There was a future, he was certain of that, and though Eames was good for a gamble he preferred to know which way the cards would fall. Arthur would be the first to admit that he followed a routine–a routine, because it worked, most of the time–but what had always delighted Eames so much about Arthur, what had transformed professional interest into personal competition and finally into the game of hearts and secrets they played at, was Arthur’s ability to devise a solution for any wrench thrown into the works. Any time Eames had thought they were thoroughly buggered, or supposed Arthur would finally be caught flat-footed, Arthur had somehow managed to push through it and emerge the other side with a vicious, leonine grin.

In there somewhere was the moment when Eames had stopped wanting to be the wrench and instead be the thing on which that smile landed.
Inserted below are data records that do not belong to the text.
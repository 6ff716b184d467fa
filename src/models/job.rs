use chrono::{DateTime, Utc};
use garde::Validate;
use serde::{Deserialize, Serialize};
use strum::{Display, EnumString};

use crate::models::profile::Profile;

/// What caused a crawl to be requested.
#[derive(Debug, Clone, Copy, Default, Serialize, Deserialize, EnumString, Display, PartialEq, Eq)]
#[serde(rename_all = "lowercase")]
#[strum(serialize_all = "lowercase")]
pub enum TriggerSource {
    /// Scheduler tick
    Auto,
    /// Operator or webhook request
    #[default]
    Manual,
}

/// Crawl request published to the crawl topic.
#[derive(Debug, Clone, Serialize, Deserialize, Validate, PartialEq)]
pub struct CrawlJob {
    #[serde(rename = "url")]
    #[garde(length(min = 1, max = 2048), custom(is_http_url))]
    pub profile_url: String,

    #[serde(default)]
    #[garde(skip)]
    pub template_id: Option<String>,

    #[garde(length(min = 1, max = 200))]
    pub requirements_id: String,

    #[serde(rename = "timestamp", default = "Utc::now")]
    #[garde(skip)]
    pub enqueued_at: DateTime<Utc>,

    #[serde(rename = "trigger", default)]
    #[garde(skip)]
    pub trigger_source: TriggerSource,
}

impl CrawlJob {
    pub fn new(profile_url: &str, requirements_id: &str, trigger_source: TriggerSource) -> Self {
        CrawlJob {
            profile_url: profile_url.trim().to_string(),
            template_id: None,
            requirements_id: requirements_id.to_string(),
            enqueued_at: Utc::now(),
            trigger_source,
        }
    }
}

/// Scoring request published by a crawl worker (or a rescore).
#[derive(Debug, Clone, Serialize, Deserialize, Validate, PartialEq)]
pub struct ScoreJob {
    #[garde(skip)]
    pub profile_data: Profile,

    #[serde(default)]
    #[garde(length(min = 1, max = 200))]
    pub requirements_id: String,

    /// Rescore messages may name the template instead; it takes precedence.
    #[serde(default, skip_serializing_if = "Option::is_none")]
    #[garde(skip)]
    pub template_id: Option<String>,

    #[serde(default)]
    #[garde(length(min = 1, max = 2048))]
    pub profile_url: String,
}

impl ScoreJob {
    pub fn new(profile_data: Profile, requirements_id: &str) -> Self {
        let profile_url = profile_data.profile_url.clone();
        ScoreJob {
            profile_data,
            requirements_id: requirements_id.to_string(),
            template_id: None,
            profile_url,
        }
    }

    /// Fill derived fields: template id wins over requirements id, and the
    /// profile's own URL stands in for a missing `profile_url`.
    pub fn normalize(mut self) -> Self {
        if let Some(template_id) = self.template_id.take().filter(|t| !t.trim().is_empty()) {
            self.requirements_id = template_id;
        }
        if self.profile_url.trim().is_empty() {
            self.profile_url = self.profile_data.profile_url.clone();
        }
        self
    }
}

fn is_http_url(value: &str, _context: &()) -> garde::Result {
    if value.starts_with("https://") || value.starts_with("http://") {
        Ok(())
    } else {
        Err(garde::Error::new("profile url must be an http(s) URL"))
    }
}
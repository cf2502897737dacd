use thiserror::Error;

#[derive(Debug, Error)]
/// Errors returned by `gamelog-client`.
pub enum GameLogClientError {
    /// Transport failure or an undecodable response (`reqwest`).
    #[error("http error: {0}")]
    Http(#[from] reqwest::Error),

    /// Missing, invalid or expired token, or wrong credentials.
    #[error("unauthorized")]
    Unauthorized,

    /// The server refused the operation, e.g. registration is disabled.
    #[error("forbidden: {0}")]
    Forbidden(String),

    /// The requested post, category or related id does not exist.
    #[error("not found")]
    NotFound,

    /// A unique value (email, category name) is already taken.
    #[error("conflict: {0}")]
    Conflict(String),

    /// The server rejected the payload or query.
    #[error("invalid request: {0}")]
    InvalidRequest(String),

    /// The server failed while handling the request.
    #[error("server error: {0}")]
    Server(String),
}

/// Result of `gamelog-client` operations.
pub type GameLogClientResult<T> = Result<T, GameLogClientError>;

impl GameLogClientError {
    pub(crate) fn from_http_status(status: reqwest::StatusCode, message: Option<String>) -> Self {
        let message = message.unwrap_or_else(|| format!("http status {status}"));
        match status {
            reqwest::StatusCode::UNAUTHORIZED => Self::Unauthorized,
            reqwest::StatusCode::FORBIDDEN => Self::Forbidden(message),
            reqwest::StatusCode::NOT_FOUND => Self::NotFound,
            reqwest::StatusCode::CONFLICT => Self::Conflict(message),
            status if status.is_server_error() => Self::Server(message),
            _ => Self::InvalidRequest(message),
        }
    }

    pub(crate) fn from_reqwest(err: reqwest::Error) -> Self {
        if let Some(status) = err.status() {
            return Self::from_http_status(status, None);
        }
        Self::Http(err)
    }
}
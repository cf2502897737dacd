use url::Url;

use super::error::DomainError;

/// One entry of the cover image allow-list.
#[derive(Debug, Clone, PartialEq, Eq)]
enum HostPattern {
    /// `**`
    Any,
    /// `placehold.jp`
    Exact(String),
    /// `*.example.com`: exactly one label in front of the suffix.
    OneLabel(String),
    /// `**.supabase.co`: one or more labels in front of the suffix.
    AnyDepth(String),
}

impl HostPattern {
    fn parse(raw: &str) -> Option<Self> {
        let raw = raw.trim().trim_end_matches('.').to_ascii_lowercase();
        if raw.is_empty() {
            return None;
        }
        if raw == "**" {
            return Some(Self::Any);
        }
        if let Some(suffix) = raw.strip_prefix("**.") {
            return Some(Self::AnyDepth(suffix.to_string()));
        }
        if let Some(suffix) = raw.strip_prefix("*.") {
            return Some(Self::OneLabel(suffix.to_string()));
        }
        Some(Self::Exact(raw))
    }

    fn matches(&self, host: &str) -> bool {
        match self {
            Self::Any => true,
            Self::Exact(expected) => host == expected,
            Self::OneLabel(suffix) => {
                subdomain_prefix(host, suffix).is_some_and(|prefix| !prefix.contains('.'))
            }
            Self::AnyDepth(suffix) => subdomain_prefix(host, suffix).is_some(),
        }
    }
}

/// Returns the non-empty part of `host` in front of `.suffix`.
fn subdomain_prefix<'a>(host: &'a str, suffix: &str) -> Option<&'a str> {
    let prefix = host.strip_suffix(suffix)?.strip_suffix('.')?;
    (!prefix.is_empty()).then_some(prefix)
}

/// Hostnames the image layer is allowed to fetch cover art from.
#[derive(Debug, Clone, Default)]
pub(crate) struct ImageHostPolicy {
    patterns: Vec<HostPattern>,
}

impl ImageHostPolicy {
    pub(crate) fn new<I, S>(patterns: I) -> Self
    where
        I: IntoIterator<Item = S>,
        S: AsRef<str>,
    {
        Self {
            patterns: patterns
                .into_iter()
                .filter_map(|raw| HostPattern::parse(raw.as_ref()))
                .collect(),
        }
    }

    pub(crate) fn is_allowed_host(&self, host: &str) -> bool {
        let host = host.trim_end_matches('.').to_ascii_lowercase();
        self.patterns.iter().any(|pattern| pattern.matches(&host))
    }

    /// Accepts an absolute `https` URL whose host is on the allow-list and
    /// returns it trimmed.
    pub(crate) fn check_url(&self, raw: &str) -> Result<String, DomainError> {
        let raw = raw.trim();
        let url = Url::parse(raw)
            .map_err(|_| DomainError::validation("cover_image_url", "must be an absolute URL"))?;

        if url.scheme() != "https" {
            return Err(DomainError::validation(
                "cover_image_url",
                "must use https",
            ));
        }

        let host = url
            .host_str()
            .ok_or_else(|| DomainError::validation("cover_image_url", "must have a host"))?;
        if !self.is_allowed_host(host) {
            return Err(DomainError::validation(
                "cover_image_url",
                "host is not on the image allow-list",
            ));
        }

        Ok(raw.to_string())
    }
}
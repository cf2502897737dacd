pub(crate) mod category;
pub(crate) mod error;
pub(crate) mod filter;
pub(crate) mod image_host;
pub(crate) mod play_log;
pub(crate) mod post;
pub(crate) mod stats;
pub(crate) mod user;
They had never talked about a partnership before. Certainly they had talked around one, particularly once Cobb fell off the radar and refused to answer anyone’s job-related messages. But it had been two years, and Arthur was still running solo. Maude had brought Eames into the job they were on leave from right now–a thanks for a quick save a few years ago and only the barest acknowledgement of whatever she thought might occur between him and Arthur.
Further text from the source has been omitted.